Is it possible to download a fasta of references which align to your generated consensus?

epi2me-labs / wf-amplicon

Other

16 stars 5 forks source link

Is it possible to download a fasta of references which align to your generated consensus? #13

Closed Marc-Higgins closed 4 months ago

Marc-Higgins commented 4 months ago

Hi folks,

I am using wf-amplicon to extract consensus sequences which may align to one of many references. The report is very useful in that I can see which reference sequences are present in my sample, and at what proportion. Is there a way to extract this information programmatically from the outputted files?

Ideally, I'd like to be able to pull the consensus sequence(s) generated for each present sample, and also the proportion of reads mapping to each amplicon in my sample.

Thanks! Marc.

julibeg commented 4 months ago

Hi Marc!

The consensus sequences and BAM files for each sample are copied to the output directory of the workflow. Please let us know if you have any other questions.

Marc-Higgins commented 3 months ago

Hi @julibeg - sorry for the delay here.

In my consensus file e.g.:

output/barcode<xx>/consensus/medaka.consensus.fasta

file, the reported consensus sequences are simply just the inputted references combined into one file.

For example I inputted 12 reference sequences, and in a particular barcode the wf-amplicon noted presence of 2 distinct amplicons. However in the medaka.consensus.fasta file for this barcode - all 12 reference sequences are present. Is this an expected feature? Ideally, I would like to be able to view the generated consensus sequences (not just the references), with variants or indels as determined by the workflow. Thank you.

julibeg commented 3 months ago

The workflow per default assumes that all reference sequences are present in each barcode / sample. You can change this behaviour by providing a ref column in the sample sheet. Please see the second question in the FAQs for details.

I realise that this is counter-intuitive and we might change this in the future to only emit a consensus for reference sequences that had more than a certain number of reads mapped to them.

Marc-Higgins commented 3 months ago

Thanks for the clarification @julibeg.

Why are the entries in the fasta file within the "consensus" folder without any variants, even when variants are reported in the emitted VCF? Thanks again for your assistance.

julibeg commented 3 months ago

Why are the entries in the fasta file within the "consensus" folder without any variants, even when variants are reported in the emitted VCF?

Could it be that these variants didn't pass the depth filter threshold? They would show up under the "Low depth" tab in the Variants section of the report (and in the VCF they would have LOW_DEPTH in the VCFs FILTER column.

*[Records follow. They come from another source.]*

//! exchangerate-api.com rate provider

use crate::{
    constants::{EXCHANGE_RATE_API_URL, REQUEST_TIMEOUT_SECS, USER_AGENT},
    error::FetchError,
    provider::ExchangeRateProvider,
    types::Currency,
};
use async_trait::async_trait;
use reqwest::Client;
use serde::Deserialize;
use std::collections::HashMap;
use std::time::Duration;

/// `/v4/latest/USD` response
#[derive(Debug, Deserialize)]
struct LatestRatesResponse {
    #[serde(default)]
    rates: HashMap<String, f64>,
}

impl LatestRatesResponse {
    fn rate_for(&self, currency: Currency) -> Result<f64, FetchError> {
        match self.rates.get(currency.code()) {
            Some(rate) if rate.is_finite() && *rate > 0.0 => Ok(*rate),
            Some(rate) => Err(FetchError::invalid_response(format!(
                "Unusable {} rate: {}",
                currency, rate
            ))),
            None => Err(FetchError::invalid_response(format!(
                "No {} rate in response",
                currency
            ))),
        }
    }
}

/// Provider for the latest USD-based exchange rates
pub struct ExchangeRateApiProvider {
    client: Client,
    url: String,
}

impl ExchangeRateApiProvider {
    /// Creates a provider against the public endpoint
    pub fn new() -> Result<Self, FetchError> {
        Self::with_base_url(EXCHANGE_RATE_API_URL)
    }

    /// Creates a provider against a custom URL returning the same payload
    pub fn with_base_url(url: impl Into<String>) -> Result<Self, FetchError> {
        let client = Client::builder()
            .timeout(Duration::from_secs(REQUEST_TIMEOUT_SECS))
            .user_agent(USER_AGENT)
            .build()
            .map_err(FetchError::from)?;

        Ok(Self {
            client,
            url: url.into(),
        })
    }
}

#[async_trait]
impl ExchangeRateProvider for ExchangeRateApiProvider {
    async fn fetch_rate(&self, currency: Currency) -> Result<f64, FetchError> {
        if currency.is_base() {
            return Ok(1.0);
        }

        tracing::debug!(url = %self.url, currency = %currency, "Fetching exchange rate");

        let response = self.client.get(&self.url).send().await?;

        let status = response.status();
        if !status.is_success() {
            let body = response.text().await.unwrap_or_default();
            return Err(FetchError::http(status, body));
        }

        let body = response.text().await?;
        let latest: LatestRatesResponse = serde_json::from_str(&body).map_err(|e| {
            FetchError::invalid_response(format!("Failed to parse exchange rates: {}", e))
        })?;

        latest.rate_for(currency)
    }

    fn provider_name(&self) -> &'static str {
        "exchangerate-api"
    }
}

#[cfg(test)]
mod tests {
    use super::*;

    fn parse(body: &str) -> LatestRatesResponse {
        serde_json::from_str(body).unwrap()
    }

    #[test]
    fn test_reads_vnd_rate() {
        let latest = parse(r#"{"base":"USD","date":"2024-03-05","rates":{"USD":1,"VND":25340.5}}"#);
        assert_eq!(latest.rate_for(Currency::Vnd).unwrap(), 25340.5);
    }

    #[test]
    fn test_missing_vnd_rate() {
        let latest = parse(r#"{"base":"USD","rates":{"USD":1,"EUR":0.92}}"#);
        assert!(latest.rate_for(Currency::Vnd).is_err());

        let latest = parse(r#"{"base":"USD"}"#);
        assert!(latest.rate_for(Currency::Vnd).is_err());
    }

    #[test]
    fn test_zero_rate_rejected() {
        let latest = parse(r#"{"rates":{"VND":0}}"#);
        assert!(latest.rate_for(Currency::Vnd).is_err());
    }

    #[tokio::test]
    async fn test_base_currency_skips_network() {
        let provider = ExchangeRateApiProvider::with_base_url("http://127.0.0.1:1/unused").unwrap();
        assert_eq!(provider.fetch_rate(Currency::Usd).await.unwrap(), 1.0);
    }
}
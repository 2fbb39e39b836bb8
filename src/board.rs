//! Coin board session
//!
//! A [`MarketBoard`] owns everything one viewing session needs: the record
//! store, the providers, the exchange rate and the user's query state. It
//! runs the periodic refresh on a background task and turns UI events into
//! freshly derived [`BoardView`]s.

use crate::{
    config::BoardConfig,
    constants::{MARKET_FETCH_LIMIT, STALE_THRESHOLD_SECS},
    error::FetchError,
    metrics::{FetchMetrics, FetchStats, Pipeline},
    news::NewsFeed,
    paginate::{derive, filter, total_pages},
    provider::{ExchangeRateProvider, MarketDataProvider},
    providers::{CoinGeckoProvider, ExchangeRateApiProvider},
    rates::{ExchangeRates, RateUpdate},
    store::{RecordSnapshot, RecordStore},
    types::{BoardEvent, ComponentHealth, Currency, HealthStatus, QueryState, UiEvent},
    view::BoardView,
};
use std::collections::HashMap;
use std::sync::atomic::{AtomicBool, Ordering};
use std::sync::Arc;
use std::time::{Duration, Instant};
use tokio::sync::broadcast;
use tokio::task::JoinHandle;
use tokio::time::sleep;

const EVENT_CHANNEL_CAPACITY: usize = 64;

/// Outcome of one market refresh attempt
#[derive(Debug, Clone, Copy, PartialEq, Eq)]
pub enum RefreshOutcome {
    /// The list was replaced with this many records
    Replaced(usize),
    /// Another fetch was already running; nothing was done
    Skipped,
}

/// State shared between the session and its polling task
struct MarketFeed {
    store: RecordStore,
    provider: Arc<dyn MarketDataProvider>,
    metrics: Arc<FetchMetrics>,
    in_flight: AtomicBool,
    events: broadcast::Sender<BoardEvent>,
    retry_delay: Duration,
}

/// Clears the in-flight flag when the fetch ends, including on cancellation
struct InFlightGuard<'a>(&'a AtomicBool);

impl<'a> InFlightGuard<'a> {
    fn acquire(flag: &'a AtomicBool) -> Option<Self> {
        flag.compare_exchange(false, true, Ordering::AcqRel, Ordering::Acquire)
            .ok()
            .map(|_| Self(flag))
    }
}

impl Drop for InFlightGuard<'_> {
    fn drop(&mut self) {
        self.0.store(false, Ordering::Release);
    }
}

impl MarketFeed {
    /// Fetches the listing and swaps it into the store
    ///
    /// On failure the store keeps its list and records the error.
    async fn fetch_and_update(&self) -> Result<RefreshOutcome, FetchError> {
        let Some(_guard) = InFlightGuard::acquire(&self.in_flight) else {
            tracing::debug!("Market fetch already in flight, skipping");
            return Ok(RefreshOutcome::Skipped);
        };

        let start = Instant::now();
        match self.provider.fetch_markets(MARKET_FETCH_LIMIT).await {
            Ok(records) => {
                let count = records.len();
                tracing::info!(
                    count = count,
                    provider = self.provider.provider_name(),
                    latency_ms = start.elapsed().as_millis() as u64,
                    "Fetched market listing"
                );
                self.store.replace(records).await;
                self.metrics
                    .record(Pipeline::Market, start.elapsed(), true)
                    .await;
                let _ = self.events.send(BoardEvent::records_replaced(count));
                Ok(RefreshOutcome::Replaced(count))
            }
            Err(e) => {
                tracing::warn!(
                    error = %e,
                    retry_in_secs = self.retry_delay.as_secs(),
                    "Failed to fetch market listing"
                );
                self.metrics
                    .record(Pipeline::Market, start.elapsed(), false)
                    .await;
                let _ = self.events.send(BoardEvent::market_fetch_failed(
                    e.to_string(),
                    self.retry_delay.as_secs(),
                ));
                self.store.record_failure(e.clone()).await;
                Err(e)
            }
        }
    }
}

/// One coin board session
///
/// # Example
/// ```no_run
/// use coin_board_sdk::{BoardConfig, MarketBoard, UiEvent, Currency};
///
/// # async fn example() -> Result<(), Box<dyn std::error::Error>> {
/// let mut board = MarketBoard::new(&BoardConfig::from_env())?;
/// board.start();
///
/// let view = board.handle_event(UiEvent::CurrencyChanged(Currency::Vnd)).await;
/// for row in view.rows() {
///     println!("{} {}", row.symbol, row.price);
/// }
/// # Ok(())
/// # }
/// ```
pub struct MarketBoard {
    feed: Arc<MarketFeed>,
    rates: ExchangeRates,
    query: QueryState,
    refresh_interval: Duration,
    poll_task: Option<JoinHandle<()>>,
}

impl MarketBoard {
    /// Creates a session backed by CoinGecko and exchangerate-api.com
    pub fn new(config: &BoardConfig) -> Result<Self, FetchError> {
        let market = CoinGeckoProvider::with_base_url(config.market_api_url.clone())?;
        let rates = ExchangeRateApiProvider::with_base_url(config.exchange_rate_api_url.clone())?;
        Ok(Self::with_providers(Arc::new(market), Arc::new(rates), config))
    }

    /// Creates a session with custom providers
    pub fn with_providers(
        market: Arc<dyn MarketDataProvider>,
        rates: Arc<dyn ExchangeRateProvider>,
        config: &BoardConfig,
    ) -> Self {
        let (events, _) = broadcast::channel(EVENT_CHANNEL_CAPACITY);
        let metrics = Arc::new(FetchMetrics::new());

        let feed = Arc::new(MarketFeed {
            store: RecordStore::new(),
            provider: market,
            metrics: metrics.clone(),
            in_flight: AtomicBool::new(false),
            events,
            retry_delay: config.retry_delay,
        });

        Self {
            feed,
            rates: ExchangeRates::with_metrics(rates, metrics),
            query: QueryState::new(config.page_size, config.max_pages),
            refresh_interval: config.refresh_interval,
            poll_task: None,
        }
    }

    /// Starts the refresh loop: one fetch now, then every refresh interval,
    /// or after the shorter retry delay when a fetch fails
    pub fn start(&mut self) {
        if self.poll_task.is_some() {
            return;
        }

        let feed = self.feed.clone();
        let refresh_interval = self.refresh_interval;

        self.poll_task = Some(tokio::spawn(async move {
            tracing::info!(
                refresh_interval_secs = refresh_interval.as_secs(),
                retry_delay_secs = feed.retry_delay.as_secs(),
                "Starting market board refresh loop"
            );

            loop {
                let delay = match feed.fetch_and_update().await {
                    Ok(_) => refresh_interval,
                    Err(_) => feed.retry_delay,
                };
                sleep(delay).await;
            }
        }));
    }

    /// Stops the refresh loop
    pub fn stop(&mut self) {
        if let Some(task) = self.poll_task.take() {
            task.abort();
            tracing::info!("Stopped market board refresh loop");
        }
    }

    pub fn is_running(&self) -> bool {
        self.poll_task.is_some()
    }

    /// Fetches the listing immediately, outside the regular schedule
    ///
    /// Returns `Skipped` when a fetch is already running.
    pub async fn refresh_now(&self) -> Result<RefreshOutcome, FetchError> {
        self.feed.fetch_and_update().await
    }

    /// Applies a UI event and returns the view to draw next
    ///
    /// Only `RetryRequested` hits the market endpoint; a currency change may
    /// refresh the exchange rate.
    pub async fn handle_event(&mut self, event: UiEvent) -> BoardView {
        tracing::debug!(event = ?event, "Handling UI event");

        match event {
            UiEvent::SearchSubmitted(term) => {
                self.query.search_term = term;
                self.query.current_page = 1;
            }
            UiEvent::NextPage => {
                let pages = self.total_pages().await;
                if self.query.current_page < pages {
                    self.query.current_page += 1;
                }
            }
            UiEvent::PreviousPage => {
                if self.query.current_page > 1 {
                    self.query.current_page -= 1;
                }
            }
            UiEvent::CurrencyChanged(currency) => {
                self.set_currency(currency).await;
            }
            UiEvent::RetryRequested => {
                // failures are already recorded in the store and show up in the view
                let _ = self.refresh_now().await;
            }
        }

        self.view().await
    }

    /// Switches display currency, refreshing the rate when it is not USD
    pub async fn set_currency(&mut self, currency: Currency) -> RateUpdate {
        self.query.currency = currency;
        self.query.current_page = 1;

        let update = self.rates.refresh(currency).await;
        if !currency.is_base() {
            let _ = self.feed.events.send(BoardEvent::exchange_rate_updated(
                currency,
                update.rate,
                update.fallback,
            ));
        }
        update
    }

    /// Derives the current view without any network access
    ///
    /// The current page is pulled back into range when the list shrank
    /// since the last draw.
    pub async fn view(&mut self) -> BoardView {
        let snapshot = self.feed.store.snapshot().await;
        self.view_from(&snapshot)
    }

    fn view_from(&mut self, snapshot: &RecordSnapshot) -> BoardView {
        let currency = self.query.currency;

        if !snapshot.has_loaded() {
            let term = self.query.search_term.as_str();
            return match &snapshot.last_error {
                Some(e) => BoardView::fetch_error(currency, term, e.user_message(), e.is_retryable()),
                None => BoardView::loading(currency, term),
            };
        }

        let page = derive(
            &snapshot.records,
            &self.query.search_term,
            self.query.current_page,
            self.query.page_size,
            self.query.max_pages,
        );
        if page.page != self.query.current_page {
            tracing::debug!(
                requested = self.query.current_page,
                clamped = page.page,
                "Current page out of range, clamping"
            );
            self.query.current_page = page.page;
        }

        let mut view = BoardView::from_page(
            page,
            currency,
            self.rates.rate_for(currency),
            &self.query.search_term,
            snapshot.last_updated,
        );
        view.last_error = snapshot.last_error.as_ref().map(|e| e.user_message());
        view
    }

    async fn total_pages(&self) -> usize {
        let records = self.feed.store.records().await;
        let filtered = filter(&records, &self.query.search_term).len();
        total_pages(filtered, self.query.page_size, self.query.max_pages)
    }

    pub fn query(&self) -> &QueryState {
        &self.query
    }

    /// USD to VND multiplier currently in use
    pub fn usd_to_vnd_rate(&self) -> f64 {
        self.rates.rate_for(Currency::Vnd)
    }

    pub fn store(&self) -> &RecordStore {
        &self.feed.store
    }

    /// Shared metrics collector, e.g. for a news feed
    pub fn metrics(&self) -> Arc<FetchMetrics> {
        self.feed.metrics.clone()
    }

    pub async fn market_stats(&self) -> FetchStats {
        self.feed.metrics.stats(Pipeline::Market).await
    }

    /// Subscribes to board events
    pub fn subscribe(&self) -> broadcast::Receiver<BoardEvent> {
        self.feed.events.subscribe()
    }

    /// Wires a news feed into this session's metrics and event channel
    pub fn link_news(&self, feed: NewsFeed) -> NewsFeed {
        feed.with_metrics(self.feed.metrics.clone())
            .with_events(self.feed.events.clone())
    }

    /// Health of the market pipeline
    pub async fn health_check(&self) -> ComponentHealth {
        let snapshot = self.feed.store.snapshot().await;
        let stats = self.market_stats().await;
        let age = snapshot.age_secs();

        let mut details = HashMap::new();
        details.insert(
            "records".to_string(),
            serde_json::json!(snapshot.records.len()),
        );
        details.insert(
            "provider_name".to_string(),
            serde_json::json!(self.feed.provider.provider_name()),
        );
        details.insert("age_secs".to_string(), serde_json::json!(age));
        details.insert(
            "consecutive_failures".to_string(),
            serde_json::json!(stats.consecutive_failures),
        );
        details.insert(
            "success_rate".to_string(),
            serde_json::json!(stats.success_rate()),
        );

        let stale = age.is_some_and(|a| a > STALE_THRESHOLD_SECS);
        let status = if !snapshot.has_loaded() {
            HealthStatus::Unhealthy
        } else if snapshot.last_error.is_some() || stale {
            HealthStatus::Degraded
        } else {
            HealthStatus::Healthy
        };

        let message = match status {
            HealthStatus::Healthy => "Market board is operational with fresh data".to_string(),
            HealthStatus::Degraded => match &snapshot.last_error {
                Some(e) => format!("Showing last known good data; last fetch failed: {}", e),
                None => format!("Market data is stale ({}s old)", age.unwrap_or_default()),
            },
            HealthStatus::Unhealthy => "Market board has no data".to_string(),
        };

        ComponentHealth {
            name: "market_board".to_string(),
            status,
            message: Some(message),
            details,
            last_checked: chrono::Utc::now(),
        }
    }
}

impl Drop for MarketBoard {
    fn drop(&mut self) {
        self.stop();
    }
}
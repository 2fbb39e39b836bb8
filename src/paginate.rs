//! Search filtering and pagination over the record list

use crate::types::CoinRecord;

/// One page of filtered records plus the paging metadata needed to draw
/// pagination controls
#[derive(Debug, Clone, PartialEq)]
pub struct PageView {
    pub records: Vec<CoinRecord>,
    /// 1-based, already clamped to `1..=total_pages`
    pub page: usize,
    pub total_pages: usize,
    /// Number of records matching the search term, before slicing
    pub total_filtered: usize,
}

impl PageView {
    /// "No results" signal: nothing matched the search
    pub fn is_empty(&self) -> bool {
        self.total_filtered == 0
    }

    pub fn has_previous(&self) -> bool {
        self.page > 1
    }

    pub fn has_next(&self) -> bool {
        self.page < self.total_pages
    }
}

/// Number of pages for `filtered` records, capped at `max_pages`
pub fn total_pages(filtered: usize, page_size: usize, max_pages: usize) -> usize {
    if page_size == 0 {
        return 0;
    }
    filtered.div_ceil(page_size).min(max_pages)
}

/// Clamps a requested page into `1..=total_pages`
pub fn clamp_page(page: usize, total_pages: usize) -> usize {
    page.clamp(1, total_pages.max(1))
}

/// Whether `record` matches an already-lowercased search term
fn matches(record: &CoinRecord, term: &str) -> bool {
    record.name.to_lowercase().contains(term) || record.symbol.to_lowercase().contains(term)
}

/// Records matching `search_term` by name or symbol, case-insensitively
pub fn filter<'a>(records: &'a [CoinRecord], search_term: &str) -> Vec<&'a CoinRecord> {
    if search_term.is_empty() {
        return records.iter().collect();
    }

    let term = search_term.to_lowercase();
    records.iter().filter(|r| matches(r, &term)).collect()
}

/// Derives the visible page from the full record list
///
/// Pure and deterministic: the same inputs always yield the same page.
pub fn derive(
    records: &[CoinRecord],
    search_term: &str,
    page: usize,
    page_size: usize,
    max_pages: usize,
) -> PageView {
    let filtered = filter(records, search_term);
    let total_filtered = filtered.len();
    let total_pages = total_pages(total_filtered, page_size, max_pages);
    let page = clamp_page(page, total_pages);

    let start = (page - 1).saturating_mul(page_size);
    let records = filtered
        .into_iter()
        .skip(start)
        .take(page_size)
        .cloned()
        .collect();

    PageView {
        records,
        page,
        total_pages,
        total_filtered,
    }
}

#[cfg(test)]
mod tests {
    use super::*;

    fn coins(n: usize) -> Vec<CoinRecord> {
        (0..n)
            .map(|i| {
                CoinRecord::new(
                    format!("coin-{}", i),
                    format!("Coin {}", i),
                    format!("c{}", i),
                    i as f64,
                )
            })
            .collect()
    }

    fn sample() -> Vec<CoinRecord> {
        vec![
            CoinRecord::new("bitcoin", "Bitcoin", "btc", 64000.0),
            CoinRecord::new("ethereum", "Ethereum", "eth", 3200.0),
            CoinRecord::new("wrapped-bitcoin", "Wrapped Bitcoin", "wbtc", 64000.0),
            CoinRecord::new("tether", "Tether", "usdt", 1.0),
            CoinRecord::new("solana", "Solana", "sol", 150.0),
        ]
    }

    #[test]
    fn test_search_is_sound_and_complete() {
        let records = sample();
        for term in ["BTC", "bit", "e", "SoL", "zzz"] {
            let view = derive(&records, term, 1, 100, 5);
            let lower = term.to_lowercase();

            for r in &view.records {
                assert!(
                    r.name.to_lowercase().contains(&lower)
                        || r.symbol.to_lowercase().contains(&lower)
                );
            }

            let ids: Vec<_> = view.records.iter().map(|r| r.id.as_str()).collect();
            for r in &records {
                let hit = r.name.to_lowercase().contains(&lower)
                    || r.symbol.to_lowercase().contains(&lower);
                assert_eq!(hit, ids.contains(&r.id.as_str()), "term {}", term);
            }
        }
    }

    #[test]
    fn test_search_matches_name_or_symbol() {
        let view = derive(&sample(), "BTC", 1, 20, 5);
        let ids: Vec<_> = view.records.iter().map(|r| r.id.as_str()).collect();
        assert_eq!(ids, vec!["bitcoin", "wrapped-bitcoin"]);

        let view = derive(&sample(), "teth", 1, 20, 5);
        assert_eq!(view.records.len(), 1);
        assert_eq!(view.records[0].id, "tether");
    }

    #[test]
    fn test_empty_term_keeps_everything_in_order() {
        let records = sample();
        let view = derive(&records, "", 1, 20, 5);
        assert_eq!(view.records, records);
        assert_eq!(view.total_filtered, 5);
        assert_eq!(view.total_pages, 1);
    }

    #[test]
    fn test_derive_is_idempotent() {
        let records = coins(57);
        let first = derive(&records, "1", 2, 10, 5);
        let second = derive(&records, "1", 2, 10, 5);
        assert_eq!(first, second);
    }

    #[test]
    fn test_page_count_for_45_records() {
        let records = coins(45);
        let view = derive(&records, "", 1, 20, 5);
        assert_eq!(view.total_pages, 3);
        assert!(!view.has_previous());
        assert!(view.has_next());

        let last = derive(&records, "", 3, 20, 5);
        assert_eq!(last.records.len(), 5);
        assert!(!last.has_next());
        assert!(last.has_previous());
    }

    #[test]
    fn test_page_beyond_range_is_clamped() {
        let records = coins(45);
        let view = derive(&records, "", 4, 20, 5);
        assert_eq!(view.page, 3);
        assert_eq!(view.records.first().unwrap().id, "coin-40");

        let view = derive(&records, "", 0, 20, 5);
        assert_eq!(view.page, 1);
    }

    #[test]
    fn test_max_pages_caps_total() {
        let records = coins(100);
        let view = derive(&records, "", 1, 10, 5);
        assert_eq!(view.total_pages, 5);

        let view = derive(&records, "", 9, 10, 5);
        assert_eq!(view.page, 5);
        assert_eq!(view.records[0].id, "coin-40");
    }

    #[test]
    fn test_no_results() {
        let view = derive(&sample(), "dogecoin", 1, 20, 5);
        assert!(view.is_empty());
        assert_eq!(view.total_pages, 0);
        assert_eq!(view.page, 1);
        assert!(view.records.is_empty());
        assert!(!view.has_next());
        assert!(!view.has_previous());
    }

    #[test]
    fn test_zero_page_size() {
        let view = derive(&sample(), "", 1, 0, 5);
        assert!(view.records.is_empty());
        assert_eq!(view.total_pages, 0);
    }

    #[test]
    fn test_unicode_lowercasing() {
        let records = vec![CoinRecord::new("ox", "ÖKO Token", "öko", 1.0)];
        assert_eq!(derive(&records, "öko", 1, 20, 5).records.len(), 1);
        assert_eq!(derive(&records, "ÖKO", 1, 20, 5).records.len(), 1);
    }
}
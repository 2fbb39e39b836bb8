//! In-memory record list with last-known-good semantics

use crate::{error::FetchError, types::CoinRecord};
use chrono::{DateTime, Utc};
use std::sync::Arc;
use tokio::sync::RwLock;

/// Immutable view of the record list at one point in time
#[derive(Debug, Clone, Default)]
pub struct RecordSnapshot {
    pub records: Arc<Vec<CoinRecord>>,
    /// When the list was last replaced; `None` before the first success
    pub last_updated: Option<DateTime<Utc>>,
    /// Error of the most recent fetch, cleared by the next success
    pub last_error: Option<FetchError>,
}

impl RecordSnapshot {
    /// True once at least one fetch has succeeded
    pub fn has_loaded(&self) -> bool {
        self.last_updated.is_some()
    }

    /// Age of the list in seconds, `None` before the first success
    pub fn age_secs(&self) -> Option<u64> {
        self.last_updated
            .map(|t| Utc::now().signed_duration_since(t).num_seconds().max(0) as u64)
    }
}

/// Store for the market record list
///
/// The list sits behind an `Arc` that is swapped as a whole on each
/// successful fetch, so readers holding a snapshot never see a partial list.
/// Failed fetches only record the error.
pub struct RecordStore {
    inner: RwLock<RecordSnapshot>,
}

impl RecordStore {
    pub fn new() -> Self {
        Self {
            inner: RwLock::new(RecordSnapshot::default()),
        }
    }

    /// Replaces the whole list and clears the last error
    pub async fn replace(&self, records: Vec<CoinRecord>) {
        let count = records.len();
        let mut inner = self.inner.write().await;
        inner.records = Arc::new(records);
        inner.last_updated = Some(Utc::now());
        inner.last_error = None;
        tracing::debug!(count = count, "Replaced record list");
    }

    /// Records a failed fetch, keeping the current list
    pub async fn record_failure(&self, error: FetchError) {
        let mut inner = self.inner.write().await;
        tracing::debug!(
            retained = inner.records.len(),
            error = %error,
            "Keeping last known good record list"
        );
        inner.last_error = Some(error);
    }

    /// Current snapshot
    pub async fn snapshot(&self) -> RecordSnapshot {
        self.inner.read().await.clone()
    }

    /// Current record list
    pub async fn records(&self) -> Arc<Vec<CoinRecord>> {
        self.inner.read().await.records.clone()
    }

    pub async fn len(&self) -> usize {
        self.inner.read().await.records.len()
    }

    pub async fn is_empty(&self) -> bool {
        self.len().await == 0
    }
}

impl Default for RecordStore {
    fn default() -> Self {
        Self::new()
    }
}
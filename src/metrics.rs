//! Fetch statistics per pipeline
//!
//! Keeps a rolling window of request latencies plus lifetime counters for
//! each remote endpoint the board talks to.

use chrono::{DateTime, Utc};
use serde::Serialize;
use std::collections::{HashMap, VecDeque};
use std::time::Duration;
use tokio::sync::RwLock;

/// Number of latency samples kept per pipeline
const MAX_SAMPLES: usize = 100;

/// The independent fetch pipelines
#[derive(Debug, Clone, Copy, PartialEq, Eq, Hash, Serialize)]
#[serde(rename_all = "snake_case")]
pub enum Pipeline {
    Market,
    ExchangeRate,
    News,
}

impl Pipeline {
    pub fn name(&self) -> &'static str {
        match self {
            Pipeline::Market => "market",
            Pipeline::ExchangeRate => "exchange_rate",
            Pipeline::News => "news",
        }
    }
}

/// Summary for one pipeline
#[derive(Debug, Clone, Serialize)]
pub struct FetchStats {
    pub pipeline: Pipeline,
    pub total_requests: u64,
    pub failed_requests: u64,
    /// Failures since the last success
    pub consecutive_failures: u32,
    pub latency_p50_ms: f64,
    pub latency_p99_ms: f64,
    pub last_success: Option<DateTime<Utc>>,
}

impl FetchStats {
    fn empty(pipeline: Pipeline) -> Self {
        Self {
            pipeline,
            total_requests: 0,
            failed_requests: 0,
            consecutive_failures: 0,
            latency_p50_ms: 0.0,
            latency_p99_ms: 0.0,
            last_success: None,
        }
    }

    /// Share of successful requests, 1.0 when nothing was recorded
    pub fn success_rate(&self) -> f64 {
        if self.total_requests == 0 {
            1.0
        } else {
            (self.total_requests - self.failed_requests) as f64 / self.total_requests as f64
        }
    }
}

#[derive(Debug, Default)]
struct PipelineCounters {
    latencies_ms: VecDeque<f64>,
    total: u64,
    failed: u64,
    consecutive_failures: u32,
    last_success: Option<DateTime<Utc>>,
}

/// Collector shared by a board session and its news feed
#[derive(Debug, Default)]
pub struct FetchMetrics {
    pipelines: RwLock<HashMap<Pipeline, PipelineCounters>>,
}

impl FetchMetrics {
    pub fn new() -> Self {
        Self::default()
    }

    /// Records one request outcome
    pub async fn record(&self, pipeline: Pipeline, duration: Duration, success: bool) {
        let mut pipelines = self.pipelines.write().await;
        let counters = pipelines.entry(pipeline).or_default();

        counters.total += 1;
        if success {
            counters.consecutive_failures = 0;
            counters.last_success = Some(Utc::now());

            if counters.latencies_ms.len() >= MAX_SAMPLES {
                counters.latencies_ms.pop_front();
            }
            counters
                .latencies_ms
                .push_back(duration.as_secs_f64() * 1000.0);
        } else {
            counters.failed += 1;
            counters.consecutive_failures = counters.consecutive_failures.saturating_add(1);
        }
    }

    /// Summary for one pipeline
    pub async fn stats(&self, pipeline: Pipeline) -> FetchStats {
        let pipelines = self.pipelines.read().await;
        let Some(counters) = pipelines.get(&pipeline) else {
            return FetchStats::empty(pipeline);
        };

        let mut latencies: Vec<f64> = counters.latencies_ms.iter().copied().collect();
        latencies.sort_by(|a, b| a.partial_cmp(b).unwrap_or(std::cmp::Ordering::Equal));

        FetchStats {
            pipeline,
            total_requests: counters.total,
            failed_requests: counters.failed,
            consecutive_failures: counters.consecutive_failures,
            latency_p50_ms: percentile(&latencies, 50.0),
            latency_p99_ms: percentile(&latencies, 99.0),
            last_success: counters.last_success,
        }
    }
}

/// Calculate percentile from sorted values
fn percentile(sorted_values: &[f64], p: f64) -> f64 {
    if sorted_values.is_empty() {
        return 0.0;
    }

    let idx = (p / 100.0 * (sorted_values.len() - 1) as f64).round() as usize;
    sorted_values[idx.min(sorted_values.len() - 1)]
}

If these variants have PASS in the FILTER column and are still missing from the consensus, then there might be a bug in the workflow. In this case could you please provide me with

the reference you used
the params.json file found in output directory of this run
the outputs (consensus, VCF, BAM) for a barcode/sample for which you observed this

Thanks!

Marc-Higgins commented 3 months ago

@julibeg - they are low LOW_DEPTH denoted in the filter column. This is clarified - thank you!